Using the listing below, report each line holding the string "return".

►

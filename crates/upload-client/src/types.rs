//! Data types for the upload flow.

use slicedrop_protocol::constants::DEFAULT_CHUNK_SIZE;
use slicedrop_protocol::{ChunkOutcome, ContentHash};

use crate::UploadError;

/// Default number of chunk uploads in flight at once.
pub const DEFAULT_MAX_CONCURRENT_UPLOADS: usize = 4;

/// Tunables for one coordinator.
#[derive(Debug, Clone, PartialEq, Eq)]
pub struct UploadConfig {
    /// Bytes per chunk when splitting.
    pub chunk_size: u64,
    /// Upper bound on concurrent chunk requests.
    pub max_concurrent_uploads: usize,
}

impl Default for UploadConfig {
    fn default() -> Self {
        Self {
            chunk_size: DEFAULT_CHUNK_SIZE,
            max_concurrent_uploads: DEFAULT_MAX_CONCURRENT_UPLOADS,
        }
    }
}

impl UploadConfig {
    pub fn validate(&self) -> Result<(), UploadError> {
        if self.chunk_size == 0 {
            return Err(UploadError::InvalidConfig("chunk size must be greater than zero".into()));
        }
        if self.max_concurrent_uploads == 0 {
            return Err(UploadError::InvalidConfig(
                "concurrency must be at least one".into(),
            ));
        }
        Ok(())
    }
}

/// Progress event emitted during an upload.
#[derive(Debug, Clone, PartialEq)]
pub enum UploadEvent {
    /// Content hashing progress.
    Hashing { percentage: f64 },
    /// The server answered the verify request.
    Verified {
        content_hash: ContentHash,
        total: usize,
        already_uploaded: usize,
    },
    /// One chunk was acknowledged.
    ChunkUploaded {
        chunk_id: String,
        outcome: ChunkOutcome,
        done: usize,
        total: usize,
    },
    /// All chunks are on the server; merge requested.
    Merging { content_hash: ContentHash },
    /// The server merged the file.
    Completed { content_hash: ContentHash },
    /// The server already had the file; nothing was sent.
    Skipped { content_hash: ContentHash },
    /// The upload failed.
    Failed { error: String },
}

/// Summary of a finished upload.
#[derive(Debug, Clone, PartialEq, Eq)]
pub struct UploadReport {
    pub content_hash: ContentHash,
    pub filename: String,
    /// Chunks the file was split into.
    pub total_chunks: usize,
    /// Chunks sent by this call.
    pub uploaded_chunks: usize,
    /// Chunk bytes sent by this call.
    pub uploaded_bytes: u64,
    /// `true` if the server already had the whole file.
    pub skipped: bool,
}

◄

*Exercise answer*.
            return Err(UploadError::InvalidConfig("chunk size must be greater than zero".into()));
            return Err(UploadError::InvalidConfig(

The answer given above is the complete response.